11. Il résulte de ce qui précède que le requérant ne remplit pas les conditions de délivrance du titre de séjour qu'il sollicitait sur le fondement de l'article L. 423-23 du code de l'entrée et du séjour des étrangers et du droit d'asile, et qu'il ne justifie pas résider en France habituellement depuis plus de dix ans. Le préfet des Bouches-du-Rhône n'était donc pas tenu, avant de rejeter la demande de titre de séjour présentée par M. B..., de saisir la commission du titre de séjour. C'est donc à bon droit que le tribunal administratif de Marseille a écarté le vice de procédure soulevé par le requérant à ces deux titres.
12. Il résulte de tout ce qui précède que M. B... n'est pas fondé à soutenir que c'est à tort que par le jugement attaqué du 31 mars 2023, le tribunal administratif de Marseille a rejeté sa requête. Ses conclusions aux fins d'injonction et celles présentées sur le fondement de l'article L. 761-1 du code de justice administrative et de l'article 37 de la loi du 10 juillet 1991 ne peuvent, par suite, qu'être rejetées.
D É C I D E :
Article 1er : Il n'y a pas lieu de statuer sur la demande d'admission provisoire à l'aide juridictionnelle présentée par M. B....

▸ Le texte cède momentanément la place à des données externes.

use async_trait::async_trait;
use chrono::Utc;
use std::collections::HashMap;
use std::sync::{Mutex, MutexGuard};
use uuid::Uuid;

use super::{CredentialStore, UserRecord};
use crate::error::{AppError, ConflictError};

/// In-process credential store
///
/// State lives only as long as the process; used by tests and local runs
/// without a database.
#[derive(Default)]
pub struct InMemoryCredentialStore {
    users: Mutex<HashMap<Uuid, UserRecord>>,
}

impl InMemoryCredentialStore {
    pub fn new() -> Self {
        Self::default()
    }

    fn users(&self) -> Result<MutexGuard<'_, HashMap<Uuid, UserRecord>>, AppError> {
        self.users
            .lock()
            .map_err(|_| AppError::Internal("credential store lock poisoned".to_string()))
    }
}

#[async_trait]
impl CredentialStore for InMemoryCredentialStore {
    async fn create(&self, email: &str, password_hash: &str) -> Result<Uuid, AppError> {
        let mut users = self.users()?;

        if users.values().any(|user| user.email == email) {
            return Err(ConflictError::EmailTaken.into());
        }

        let id = Uuid::new_v4();
        users.insert(
            id,
            UserRecord {
                id,
                email: email.to_string(),
                password_hash: password_hash.to_string(),
                refresh_token: None,
                created_at: Utc::now(),
            },
        );

        Ok(id)
    }

    async fn find_by_email(&self, email: &str) -> Result<Option<UserRecord>, AppError> {
        Ok(self.users()?.values().find(|user| user.email == email).cloned())
    }

    async fn find_by_id(&self, id: Uuid) -> Result<Option<UserRecord>, AppError> {
        Ok(self.users()?.get(&id).cloned())
    }

    async fn update_refresh_token(&self, id: Uuid, token: Option<&str>) -> Result<(), AppError> {
        if let Some(user) = self.users()?.get_mut(&id) {
            user.refresh_token = token.map(str::to_string);
        }
        Ok(())
    }

    async fn rotate_refresh_token(
        &self,
        id: Uuid,
        expected: &str,
        next: &str,
    ) -> Result<bool, AppError> {
        let mut users = self.users()?;
        match users.get_mut(&id) {
            Some(user) if user.refresh_token.as_deref() == Some(expected) => {
                user.refresh_token = Some(next.to_string());
                Ok(true)
            }
            _ => Ok(false),
        }
    }
}

#[cfg(test)]
mod tests {
    use super::*;

    #[tokio::test]
    async fn test_create_and_find() {
        let store = InMemoryCredentialStore::new();
        let id = store.create("a@x.com", "hash").await.unwrap();

        let by_id = store.find_by_id(id).await.unwrap().expect("user by id");
        let by_email = store.find_by_email("a@x.com").await.unwrap().expect("user by email");

        assert_eq!(by_id, by_email);
        assert_eq!(by_id.password_hash, "hash");
        assert!(by_id.refresh_token.is_none());
    }

    #[tokio::test]
    async fn test_duplicate_email_rejected() {
        let store = InMemoryCredentialStore::new();
        store.create("a@x.com", "hash").await.unwrap();

        let result = store.create("a@x.com", "other").await;
        assert!(matches!(result, Err(AppError::Conflict(ConflictError::EmailTaken))));
    }

    #[tokio::test]
    async fn test_missing_user() {
        let store = InMemoryCredentialStore::new();
        assert!(store.find_by_id(Uuid::new_v4()).await.unwrap().is_none());
        assert!(store.find_by_email("nobody@x.com").await.unwrap().is_none());
    }

    #[tokio::test]
    async fn test_update_and_clear_refresh_token() {
        let store = InMemoryCredentialStore::new();
        let id = store.create("a@x.com", "hash").await.unwrap();

        store.update_refresh_token(id, Some("r1")).await.unwrap();
        let user = store.find_by_id(id).await.unwrap().unwrap();
        assert_eq!(user.refresh_token.as_deref(), Some("r1"));

        store.update_refresh_token(id, None).await.unwrap();
        let user = store.find_by_id(id).await.unwrap().unwrap();
        assert!(user.refresh_token.is_none());
    }

    #[tokio::test]
    async fn test_rotate_only_when_expected_matches() {
        let store = InMemoryCredentialStore::new();
        let id = store.create("a@x.com", "hash").await.unwrap();
        store.update_refresh_token(id, Some("r1")).await.unwrap();

        assert!(store.rotate_refresh_token(id, "r1", "r2").await.unwrap());
        assert!(!store.rotate_refresh_token(id, "r1", "r3").await.unwrap());

        let user = store.find_by_id(id).await.unwrap().unwrap();
        assert_eq!(user.refresh_token.as_deref(), Some("r2"));
    }

    #[tokio::test]
    async fn test_rotate_fails_on_cleared_slot() {
        let store = InMemoryCredentialStore::new();
        let id = store.create("a@x.com", "hash").await.unwrap();

        assert!(!store.rotate_refresh_token(id, "r1", "r2").await.unwrap());
    }
}
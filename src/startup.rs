use actix_web::dev::Server;
use actix_web::{middleware::Logger, web, App, HttpServer};
use std::net::TcpListener;

use crate::auth::SessionEngine;
use crate::error::{AppError, ValidationError};
use crate::logger::LoggerMiddleware;
use crate::middleware::JwtMiddleware;
use crate::routes::{health_check, login, protected_resource, refresh, register};

pub fn run(listener: TcpListener, engine: SessionEngine) -> Result<Server, std::io::Error> {
    let issuer = engine.issuer().clone();
    let engine = web::Data::new(engine);

    let server = HttpServer::new(move || {
        // Malformed JSON bodies get the same error shape as every other 400
        let json_config = web::JsonConfig::default().error_handler(|err, _req| {
            AppError::Validation(ValidationError::InvalidFormat(format!("request body ({})", err)))
                .into()
        });

        App::new()
            .wrap(Logger::default())
            .wrap(LoggerMiddleware)
            .app_data(engine.clone())
            .app_data(json_config)
            .route("/health_check", web::get().to(health_check))
            .route("/register", web::post().to(register))
            .route("/login", web::post().to(login))
            .route("/refresh", web::get().to(refresh))
            .service(
                web::resource("/protected-resource")
                    .wrap(JwtMiddleware::new(issuer.clone()))
                    .route(web::get().to(protected_resource)),
            )
    })
    .listen(listener)?
    .run();

    Ok(server)
}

Article 2 : Le surplus des conclusions de la requête de M. B... est rejeté.
Article 2 : Le présent arrêt sera notifié à M. A... B..., à Me Paccard et au ministre de l'intérieur et des outre-mer.
Copie en sera adressée au préfet des Bouches-du-Rhône.
Délibéré après l'audience du 7 décembre 2023, à laquelle siégeaient :
- Mme Cécile Fedi, présidente de chambre,
- Mme Lison Rigaud, présidente-assesseure,
- M. Nicolas Danveau, premier conseiller.
Rendu public par mise à disposition au greffe le 22 décembre 2023.